Inspiration
Whether it's a 30-page contract or a mysterious medical bill, legal, financial, and medical jargon is often used as a shield to hide malicious terms and billing errors from the typical consumer. The documents that impact your life the most, whether that be through your health, debt, or rights, are often the hardest to read. We built ClearDocs, an AI-powered pair of second eyes that doesn't just summarize your documents, but hunts red flags and provides solutions, all in plain English, easy for anyone to read.
What it does
- Protects Privacy: Automatically redacts PIIs (Personally Identifiable Information) before any data processing begins
- Decodes Complexity: Generates a summary of the document's purpose and costs involved in plain English
- Identifies Red Flags: Hunts for predatory clauses or billing errors and provides solutions
- Verifies Evidence: Maps each red flag to a quote from the source text, ensuring the user can identify exactly where and what is wrong by highlighting the source pdf.
How we built it
- Document Processing: PyMuPDF4LLM library converts given PDFs to markdown to ensure the AI truly understands the document. It is then given to ftfy, a library that cleans broken encoding or symbols. Finally, private information is redacted through the scrubadub library.
- AI: Before the main AI, Gemini, sees the text, the system uses LSA through Sumy to identify and extract the most significant sentences. This 'compresses' the document into manageable information while retaining the original meaning. Once it is compressed, Gemini (model 3-flash-preview) generates a response including the summary, flags, and solutions that are then processed into a JSON format.
- API: The entire tool is wrapped in FastAPI to return the response to the frontend.
- Frontend: The frontend is built using Vite, TypeScript, and TailwindCSS.
Challenges we ran into
- Regex: Finding the right libraries and regex for the specific use of redacting information related to PII
- AI models: Due to memory, API, and financial constraints, we had to look for and opt for smaller, lightweight models that are free. Originally, our plan was OpenAI API and Llama for the response, along with Microsoft Presidio and spaCy for PII redaction. However, we have no money, resources, or time. Despite this, our current tech stack might be the better option due to its lightweight characteristics.

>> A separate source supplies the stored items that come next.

//! Watch records and lifecycle policy.
//!
//! A watch is a time- and radius-bounded monitoring window opened in
//! response to a qualifying seismic event. The eligibility, probability,
//! and matching rules live here as pure functions so the lifecycle can be
//! tested without a database; [`crate::service::WatchManager`] applies them
//! against the store.

use std::fmt;
use std::str::FromStr;

use chrono::{DateTime, Duration, Utc};
use serde::{Deserialize, Serialize};

use super::geo::distance_km;
use super::seismic::RawSeismicRecord;
use super::sighting::SightingReport;
use crate::error::TrackerError;

/// Watch window length in hours. Also the staleness cutoff for opening.
pub const WATCH_DURATION_HOURS: i64 = 72;

/// Default watch radius in kilometres.
pub const WATCH_RADIUS_KM: f64 = 150.0;

/// Minimum event magnitude that opens a watch.
pub const MIN_MAGNITUDE: f64 = 3.0;

/// Unique identifier for a watch.
///
/// Wraps a UUID v4. Generated once when the watch is opened and immutable
/// thereafter.
#[derive(Debug, Clone, Copy, PartialEq, Eq, Hash, Serialize, Deserialize, utoipa::ToSchema)]
#[serde(transparent)]
pub struct WatchId(uuid::Uuid);

impl WatchId {
    /// Creates a new random `WatchId` (UUID v4).
    #[must_use]
    pub fn new() -> Self {
        Self(uuid::Uuid::new_v4())
    }

    /// Creates a `WatchId` from an existing [`uuid::Uuid`].
    #[must_use]
    pub const fn from_uuid(uuid: uuid::Uuid) -> Self {
        Self(uuid)
    }

    /// Returns the inner [`uuid::Uuid`].
    #[must_use]
    pub const fn as_uuid(&self) -> &uuid::Uuid {
        &self.0
    }
}

impl Default for WatchId {
    fn default() -> Self {
        Self::new()
    }
}

impl fmt::Display for WatchId {
    fn fmt(&self, f: &mut fmt::Formatter<'_>) -> fmt::Result {
        write!(f, "{}", self.0)
    }
}

impl From<uuid::Uuid> for WatchId {
    fn from(uuid: uuid::Uuid) -> Self {
        Self(uuid)
    }
}

impl From<WatchId> for uuid::Uuid {
    fn from(id: WatchId) -> Self {
        id.0
    }
}

/// Watch lifecycle state.
///
/// `Active → Triggered` on the first report match (later matches still
/// record but the status stays `Triggered`); `Active → Expired` when the
/// window closes without a match. Neither terminal state reverts.
#[derive(Debug, Clone, Copy, PartialEq, Eq, Serialize, Deserialize, utoipa::ToSchema)]
#[serde(rename_all = "lowercase")]
pub enum WatchStatus {
    /// Window open, accepting matches.
    Active,
    /// At least one report matched inside the window.
    Triggered,
    /// Window closed with no match.
    Expired,
}

impl WatchStatus {
    /// Lowercase string form, as stored and surfaced by the API.
    #[must_use]
    pub const fn as_str(self) -> &'static str {
        match self {
            Self::Active => "active",
            Self::Triggered => "triggered",
            Self::Expired => "expired",
        }
    }
}

impl FromStr for WatchStatus {
    type Err = TrackerError;

    fn from_str(s: &str) -> Result<Self, Self::Err> {
        match s {
            "active" => Ok(Self::Active),
            "triggered" => Ok(Self::Triggered),
            "expired" => Ok(Self::Expired),
            other => Err(TrackerError::InvalidStatus(other.to_string())),
        }
    }
}

/// A persisted watch with the denormalized details of its source event.
#[derive(Debug, Clone, Serialize)]
pub struct Watch {
    /// Watch identifier.
    pub id: WatchId,
    /// External id of the seismic event this watch derives from. At most
    /// one watch exists per event id (storage-layer constraint).
    pub seismic_external_id: String,
    /// Event origin time (denormalized).
    pub event_at: DateTime<Utc>,
    /// Epicenter latitude (denormalized).
    pub latitude: f64,
    /// Epicenter longitude (denormalized).
    pub longitude: f64,
    /// Event magnitude (denormalized).
    pub magnitude: Option<f64>,
    /// Place description (denormalized).
    pub place: Option<String>,
    /// Match radius around the epicenter, in kilometres.
    pub radius_km: f64,
    /// Window start (the event origin time).
    pub watch_start: DateTime<Utc>,
    /// Window end, 72 hours after start.
    pub watch_end: Option<DateTime<Utc>>,
    /// Grid anomaly sampled at the epicenter, in nT.
    pub magnetic_anomaly: Option<f64>,
    /// Coarse piezoelectric probability in `[0, 1]` derived from the
    /// epicenter anomaly.
    pub piezo_probability: f64,
    /// Lifecycle state.
    pub status: WatchStatus,
    /// When the watch was opened.
    pub created_at: DateTime<Utc>,
}

impl Watch {
    /// Builds a new active watch for a qualifying event. Callers gate on
    /// [`open_eligible`] first; this constructor only assembles the record.
    #[must_use]
    pub fn open(event: &RawSeismicRecord, anomaly: Option<f64>, radius_km: f64) -> Self {
        let now = Utc::now();
        Self {
            id: WatchId::new(),
            seismic_external_id: event.external_id.clone(),
            event_at: event.occurred_at,
            latitude: event.latitude,
            longitude: event.longitude,
            magnitude: event.magnitude,
            place: event.place.clone(),
            radius_km,
            watch_start: event.occurred_at,
            watch_end: Some(event.occurred_at + Duration::hours(WATCH_DURATION_HOURS)),
            magnetic_anomaly: anomaly,
            piezo_probability: piezo_probability(anomaly),
            status: WatchStatus::Active,
            created_at: now,
        }
    }

    /// Tests a report against this watch's radius and window, returning the
    /// distance and elapsed hours on a hit. Only meaningful for `Active`
    /// watches; the caller filters by status.
    #[must_use]
    pub fn match_report(&self, report: &SightingReport, now: DateTime<Utc>) -> Option<MatchHit> {
        let (lat, lon) = report.coordinates()?;
        let occurred_at = report.occurred_at?;

        let distance = distance_km(lat, lon, self.latitude, self.longitude);
        if distance > self.radius_km {
            return None;
        }
        if !in_match_window(occurred_at, self.watch_start, self.watch_end, now) {
            return None;
        }

        let time_delta_hours =
            (occurred_at - self.watch_start).num_seconds() as f64 / 3600.0;
        Some(MatchHit {
            distance_km: distance,
            time_delta_hours,
        })
    }
}

/// Distance and timing of a report that fell inside a watch window.
#[derive(Debug, Clone, Copy, PartialEq)]
pub struct MatchHit {
    /// Distance from the epicenter, in kilometres.
    pub distance_km: f64,
    /// Hours elapsed since the watch start.
    pub time_delta_hours: f64,
}

/// A persisted link between a watch and a sighting report that matched it.
///
/// Created at most once per `(watch, report)` pair; the storage layer
/// enforces the uniqueness.
#[derive(Debug, Clone, Serialize)]
pub struct WatchMatch {
    /// Database row id.
    pub id: i64,
    /// The matched watch.
    pub watch_id: WatchId,
    /// The matching report row.
    pub sighting_id: i64,
    /// Distance from the epicenter, in kilometres.
    pub distance_km: f64,
    /// Hours elapsed since the watch start.
    pub time_delta_hours: f64,
    /// When the match was recorded.
    pub created_at: DateTime<Utc>,
}

/// Whether an event qualifies to open a watch: magnitude at least 3.0 and
/// not older than the window length (a watch for a staler event would
/// already be over).
#[must_use]
pub fn open_eligible(
    magnitude: Option<f64>,
    occurred_at: DateTime<Utc>,
    now: DateTime<Utc>,
) -> bool {
    if magnitude.unwrap_or(0.0) < MIN_MAGNITUDE {
        return false;
    }
    now - occurred_at <= Duration::hours(WATCH_DURATION_HOURS)
}

/// Maps the epicenter anomaly to a coarse piezoelectric probability:
/// `|a| < 50 → 0.9`, `< 100 → 0.7`, `< 200 → 0.4`, else `0.2`; unknown
/// anomaly (no grid data or no coordinates) → `0.5`.
#[must_use]
pub fn piezo_probability(anomaly: Option<f64>) -> f64 {
    let Some(anomaly) = anomaly else {
        return 0.5;
    };
    let abs = anomaly.abs();
    if abs < 50.0 {
        0.9
    } else if abs < 100.0 {
        0.7
    } else if abs < 200.0 {
        0.4
    } else {
        0.2
    }
}

/// Whether a report timestamp falls inside `[start, end]`, treating a
/// missing end as open-ended clamped to `now`.
#[must_use]
pub fn in_match_window(
    report_at: DateTime<Utc>,
    watch_start: DateTime<Utc>,
    watch_end: Option<DateTime<Utc>>,
    now: DateTime<Utc>,
) -> bool {
    let end = watch_end.unwrap_or(now);
    report_at >= watch_start && report_at <= end
}

#[cfg(test)]
#[allow(clippy::panic)]
mod tests {
    use super::*;
    use chrono::TimeZone;

    fn at(day: u32, hour: u32) -> DateTime<Utc> {
        let Some(ts) = Utc.with_ymd_and_hms(2024, 3, day, hour, 0, 0).single() else {
            panic!("valid timestamp");
        };
        ts
    }

    fn event() -> RawSeismicRecord {
        RawSeismicRecord {
            external_id: "us7000test".to_string(),
            occurred_at: at(10, 0),
            latitude: 37.7,
            longitude: -122.4,
            depth_km: Some(8.2),
            magnitude: Some(5.1),
            magnitude_type: Some("mw".to_string()),
            place: Some("near San Francisco, CA".to_string()),
        }
    }

    fn report_at(lat: f64, lon: f64, when: DateTime<Utc>) -> SightingReport {
        SightingReport {
            id: 7,
            external_id: "r-7".to_string(),
            occurred_at: Some(when),
            city: None,
            state: None,
            country: None,
            shape: None,
            duration_seconds: None,
            duration_text: None,
            description: None,
            latitude: Some(lat),
            longitude: Some(lon),
            magnetic_anomaly: None,
            score: None,
            score_breakdown: None,
            geocoded: true,
            scored: false,
            ingested_at: Utc::now(),
        }
    }

    #[test]
    fn watch_ids_are_unique_and_round_trip() {
        let a = WatchId::new();
        let b = WatchId::new();
        assert_ne!(a, b);

        let uuid = uuid::Uuid::new_v4();
        assert_eq!(*WatchId::from_uuid(uuid).as_uuid(), uuid);
    }

    #[test]
    fn status_round_trips_through_strings() {
        for status in [WatchStatus::Active, WatchStatus::Triggered, WatchStatus::Expired] {
            assert_eq!(status.as_str().parse::<WatchStatus>().ok(), Some(status));
        }
        assert!("open".parse::<WatchStatus>().is_err());
    }

    #[test]
    fn eligibility_rejects_low_magnitude() {
        assert!(!open_eligible(Some(2.9), at(10, 0), at(10, 1)));
        assert!(!open_eligible(None, at(10, 0), at(10, 1)));
        assert!(open_eligible(Some(3.0), at(10, 0), at(10, 1)));
    }

    #[test]
    fn eligibility_rejects_stale_events() {
        let event_time = at(10, 0);
        // 72 hours later, still eligible
        assert!(open_eligible(Some(4.0), event_time, at(13, 0)));
        // 73 hours later, stale
        assert!(!open_eligible(Some(4.0), event_time, at(13, 1)));
    }

    #[test]
    fn piezo_probability_buckets() {
        assert_eq!(piezo_probability(Some(10.0)), 0.9);
        assert_eq!(piezo_probability(Some(-75.0)), 0.7);
        assert_eq!(piezo_probability(Some(150.0)), 0.4);
        assert_eq!(piezo_probability(Some(500.0)), 0.2);
        assert_eq!(piezo_probability(None), 0.5);
    }

    #[test]
    fn open_builds_72_hour_window() {
        let watch = Watch::open(&event(), Some(42.0), WATCH_RADIUS_KM);
        assert_eq!(watch.status, WatchStatus::Active);
        assert_eq!(watch.watch_start, at(10, 0));
        assert_eq!(watch.watch_end, Some(at(13, 0)));
        assert_eq!(watch.radius_km, 150.0);
        assert_eq!(watch.piezo_probability, 0.9);
        assert_eq!(watch.seismic_external_id, "us7000test");
    }

    #[test]
    fn nearby_report_inside_window_matches() {
        let watch = Watch::open(&event(), None, WATCH_RADIUS_KM);
        let report = report_at(37.75, -122.45, at(10, 2));

        let Some(hit) = watch.match_report(&report, at(10, 3)) else {
            panic!("report ~6 km away at +2h should match");
        };
        assert!(hit.distance_km > 5.0 && hit.distance_km < 8.0, "got {}", hit.distance_km);
        assert!((hit.time_delta_hours - 2.0).abs() < 1e-9);
    }

    #[test]
    fn report_beyond_radius_never_matches() {
        let watch = Watch::open(&event(), None, WATCH_RADIUS_KM);
        // ~1.5 degrees of latitude north: ~167 km
        let report = report_at(39.2, -122.4, at(10, 2));
        assert!(watch.match_report(&report, at(10, 3)).is_none());
    }

    #[test]
    fn report_outside_window_never_matches() {
        let watch = Watch::open(&event(), None, WATCH_RADIUS_KM);
        let before = report_at(37.7, -122.4, at(9, 23));
        let after = report_at(37.7, -122.4, at(13, 1));
        assert!(watch.match_report(&before, at(13, 2)).is_none());
        assert!(watch.match_report(&after, at(13, 2)).is_none());
    }

    #[test]
    fn missing_window_end_clamps_to_now() {
        let mut watch = Watch::open(&event(), None, WATCH_RADIUS_KM);
        watch.watch_end = None;

        let now = at(11, 0);
        let inside = report_at(37.7, -122.4, at(10, 12));
        let future = report_at(37.7, -122.4, at(11, 1));
        assert!(watch.match_report(&inside, now).is_some());
        assert!(watch.match_report(&future, now).is_none());
    }

    #[test]
    fn report_without_coordinates_or_time_is_skipped() {
        let watch = Watch::open(&event(), None, WATCH_RADIUS_KM);

        let mut no_coords = report_at(37.7, -122.4, at(10, 2));
        no_coords.latitude = None;
        assert!(watch.match_report(&no_coords, at(10, 3)).is_none());

        let mut no_time = report_at(37.7, -122.4, at(10, 2));
        no_time.occurred_at = None;
        assert!(watch.match_report(&no_time, at(10, 3)).is_none());
    }
}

- Deployment: Even though we tried our best to maintain lower memory usage, it was still too high for the free tier on render.
- Mismatched sentences: Due to the redacted information, there can be trouble finding a corresponding source sentence to serve as evidence for each risk. Ex: "contact {{phone}} to arrange payment" will not match with "contact {{1234567890}} to arrange payment". However, we must maintain this bottom line, as we should never give personal information to the AI.
- Prompt engineering: It's hard to get AI to output exactly what you want. Through trial and error, we got it to format its responses in a specific manner so that we can process them consistently.
Accomplishments that we're proud of
- Design: The design is beautiful, and we are very proud of it.
- Full-stack App: We built an asynchronous back end along with a reactive Vite frontend with an I/O.
What we learned
- AI API: We have used AI by training our own models before, but this was our first time using an API to access a public model.
- Data Processing: It is important to process data before giving it to AI, whether that be through redacting private information for security, putting it in markdown text, or a compound AI system using multiple AIs.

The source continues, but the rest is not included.